▶ Exercise description
Please show all lines of the records that include "will".

▶ Data supplied
————

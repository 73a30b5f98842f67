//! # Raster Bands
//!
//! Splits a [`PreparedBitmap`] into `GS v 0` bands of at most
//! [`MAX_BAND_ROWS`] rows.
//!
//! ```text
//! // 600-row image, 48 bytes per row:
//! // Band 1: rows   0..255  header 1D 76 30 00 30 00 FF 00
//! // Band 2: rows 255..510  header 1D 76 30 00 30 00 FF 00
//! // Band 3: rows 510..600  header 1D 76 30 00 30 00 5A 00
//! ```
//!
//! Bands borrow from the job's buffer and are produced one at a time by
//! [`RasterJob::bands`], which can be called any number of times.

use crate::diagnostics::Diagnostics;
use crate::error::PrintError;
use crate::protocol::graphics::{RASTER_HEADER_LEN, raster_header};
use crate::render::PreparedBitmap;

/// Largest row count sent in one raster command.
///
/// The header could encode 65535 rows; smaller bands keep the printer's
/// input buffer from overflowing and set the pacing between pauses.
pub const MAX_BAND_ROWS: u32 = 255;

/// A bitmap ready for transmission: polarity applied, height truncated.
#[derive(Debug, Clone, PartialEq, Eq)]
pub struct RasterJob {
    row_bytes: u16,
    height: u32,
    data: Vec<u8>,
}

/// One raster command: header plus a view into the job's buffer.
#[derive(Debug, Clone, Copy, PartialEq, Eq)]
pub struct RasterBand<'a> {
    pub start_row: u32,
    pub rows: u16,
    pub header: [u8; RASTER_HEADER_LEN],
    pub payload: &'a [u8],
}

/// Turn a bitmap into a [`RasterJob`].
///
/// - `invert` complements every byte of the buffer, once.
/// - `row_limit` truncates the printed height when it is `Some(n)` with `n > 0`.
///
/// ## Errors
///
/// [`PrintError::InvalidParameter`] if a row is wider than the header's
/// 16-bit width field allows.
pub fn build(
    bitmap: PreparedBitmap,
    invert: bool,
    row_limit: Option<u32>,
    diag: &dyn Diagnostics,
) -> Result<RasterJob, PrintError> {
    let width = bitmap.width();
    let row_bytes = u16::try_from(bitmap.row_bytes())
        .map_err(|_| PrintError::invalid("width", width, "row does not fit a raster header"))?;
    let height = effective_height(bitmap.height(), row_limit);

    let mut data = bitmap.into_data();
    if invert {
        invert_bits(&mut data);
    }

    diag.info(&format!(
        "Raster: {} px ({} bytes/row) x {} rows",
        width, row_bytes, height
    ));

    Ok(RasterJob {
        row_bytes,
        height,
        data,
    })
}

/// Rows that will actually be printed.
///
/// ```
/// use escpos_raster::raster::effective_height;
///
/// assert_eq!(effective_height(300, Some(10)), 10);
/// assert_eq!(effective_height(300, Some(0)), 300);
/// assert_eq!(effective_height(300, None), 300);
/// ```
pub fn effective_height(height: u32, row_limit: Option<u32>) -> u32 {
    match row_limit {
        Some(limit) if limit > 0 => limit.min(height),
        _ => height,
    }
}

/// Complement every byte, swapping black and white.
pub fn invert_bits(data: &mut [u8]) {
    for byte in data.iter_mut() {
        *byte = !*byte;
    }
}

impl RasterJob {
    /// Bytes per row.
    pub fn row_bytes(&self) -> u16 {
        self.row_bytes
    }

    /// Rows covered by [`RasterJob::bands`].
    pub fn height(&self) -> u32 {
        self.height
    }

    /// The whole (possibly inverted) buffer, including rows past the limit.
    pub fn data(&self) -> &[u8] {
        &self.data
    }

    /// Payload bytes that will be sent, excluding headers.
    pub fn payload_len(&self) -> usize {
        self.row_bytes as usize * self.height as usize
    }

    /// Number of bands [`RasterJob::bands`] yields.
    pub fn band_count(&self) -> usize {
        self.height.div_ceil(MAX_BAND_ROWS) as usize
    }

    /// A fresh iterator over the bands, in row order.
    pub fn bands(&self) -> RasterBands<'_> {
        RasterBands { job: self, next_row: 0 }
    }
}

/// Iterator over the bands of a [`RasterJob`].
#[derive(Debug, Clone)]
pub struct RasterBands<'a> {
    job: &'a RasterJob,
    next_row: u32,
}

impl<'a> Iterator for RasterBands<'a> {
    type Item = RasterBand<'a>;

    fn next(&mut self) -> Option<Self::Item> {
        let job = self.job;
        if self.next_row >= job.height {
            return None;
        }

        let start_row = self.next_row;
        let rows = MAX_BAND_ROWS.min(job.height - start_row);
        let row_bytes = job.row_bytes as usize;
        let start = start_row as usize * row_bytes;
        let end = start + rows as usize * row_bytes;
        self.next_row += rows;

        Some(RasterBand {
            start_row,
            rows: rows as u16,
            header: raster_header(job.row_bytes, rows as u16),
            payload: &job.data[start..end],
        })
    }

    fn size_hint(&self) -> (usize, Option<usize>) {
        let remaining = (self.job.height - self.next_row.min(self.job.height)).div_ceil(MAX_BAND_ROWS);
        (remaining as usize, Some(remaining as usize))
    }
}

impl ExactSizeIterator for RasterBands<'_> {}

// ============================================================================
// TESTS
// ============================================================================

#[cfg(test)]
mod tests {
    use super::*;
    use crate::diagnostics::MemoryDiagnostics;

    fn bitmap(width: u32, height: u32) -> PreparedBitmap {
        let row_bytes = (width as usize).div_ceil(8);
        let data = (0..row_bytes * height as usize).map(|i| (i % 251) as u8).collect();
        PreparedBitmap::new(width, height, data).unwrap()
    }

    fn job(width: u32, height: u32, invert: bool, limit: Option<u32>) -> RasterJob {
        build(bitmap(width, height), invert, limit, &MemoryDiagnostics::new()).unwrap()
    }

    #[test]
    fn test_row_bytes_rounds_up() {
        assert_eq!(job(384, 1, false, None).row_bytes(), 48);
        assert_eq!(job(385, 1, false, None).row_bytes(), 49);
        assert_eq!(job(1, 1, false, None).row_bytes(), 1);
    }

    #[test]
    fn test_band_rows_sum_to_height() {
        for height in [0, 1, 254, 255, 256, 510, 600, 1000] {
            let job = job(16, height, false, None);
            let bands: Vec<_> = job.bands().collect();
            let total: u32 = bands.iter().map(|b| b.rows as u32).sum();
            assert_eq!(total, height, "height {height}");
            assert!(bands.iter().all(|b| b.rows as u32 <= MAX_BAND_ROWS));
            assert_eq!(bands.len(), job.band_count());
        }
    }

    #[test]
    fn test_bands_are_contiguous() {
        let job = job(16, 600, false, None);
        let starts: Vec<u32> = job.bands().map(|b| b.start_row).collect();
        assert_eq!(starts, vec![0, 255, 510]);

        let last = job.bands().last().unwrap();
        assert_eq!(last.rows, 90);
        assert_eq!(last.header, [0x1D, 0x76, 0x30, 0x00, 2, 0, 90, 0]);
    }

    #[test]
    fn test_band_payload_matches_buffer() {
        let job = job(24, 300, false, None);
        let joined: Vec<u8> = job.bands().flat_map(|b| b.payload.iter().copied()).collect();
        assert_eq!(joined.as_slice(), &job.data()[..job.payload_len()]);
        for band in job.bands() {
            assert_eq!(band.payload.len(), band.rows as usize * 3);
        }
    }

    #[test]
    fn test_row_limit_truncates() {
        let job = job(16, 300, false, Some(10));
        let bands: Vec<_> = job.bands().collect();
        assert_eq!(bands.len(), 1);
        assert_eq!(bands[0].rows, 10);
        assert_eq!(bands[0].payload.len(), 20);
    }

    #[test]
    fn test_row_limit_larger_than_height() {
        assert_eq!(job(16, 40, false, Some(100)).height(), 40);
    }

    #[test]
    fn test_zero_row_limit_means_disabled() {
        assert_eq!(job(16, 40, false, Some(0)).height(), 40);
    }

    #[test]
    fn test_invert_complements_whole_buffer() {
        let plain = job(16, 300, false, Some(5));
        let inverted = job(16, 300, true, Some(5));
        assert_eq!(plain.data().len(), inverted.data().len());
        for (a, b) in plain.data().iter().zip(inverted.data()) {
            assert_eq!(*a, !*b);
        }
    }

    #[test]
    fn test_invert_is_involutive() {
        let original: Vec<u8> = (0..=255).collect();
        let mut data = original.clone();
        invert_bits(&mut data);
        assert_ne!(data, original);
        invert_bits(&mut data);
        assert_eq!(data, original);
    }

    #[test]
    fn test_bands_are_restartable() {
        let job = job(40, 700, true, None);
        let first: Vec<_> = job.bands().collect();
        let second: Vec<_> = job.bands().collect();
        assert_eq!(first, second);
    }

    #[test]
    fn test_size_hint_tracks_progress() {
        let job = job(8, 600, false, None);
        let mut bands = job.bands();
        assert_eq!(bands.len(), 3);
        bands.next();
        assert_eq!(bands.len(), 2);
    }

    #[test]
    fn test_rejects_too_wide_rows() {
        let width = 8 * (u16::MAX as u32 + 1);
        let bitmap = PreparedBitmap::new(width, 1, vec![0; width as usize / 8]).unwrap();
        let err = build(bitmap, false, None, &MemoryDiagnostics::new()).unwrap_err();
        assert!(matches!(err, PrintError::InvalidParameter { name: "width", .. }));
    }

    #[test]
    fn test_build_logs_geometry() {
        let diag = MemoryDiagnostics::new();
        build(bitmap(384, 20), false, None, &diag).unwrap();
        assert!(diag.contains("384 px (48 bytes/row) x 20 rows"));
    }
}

————

▶ Solution
/// Rows that will actually be printed.
    /// Payload bytes that will be sent, excluding headers.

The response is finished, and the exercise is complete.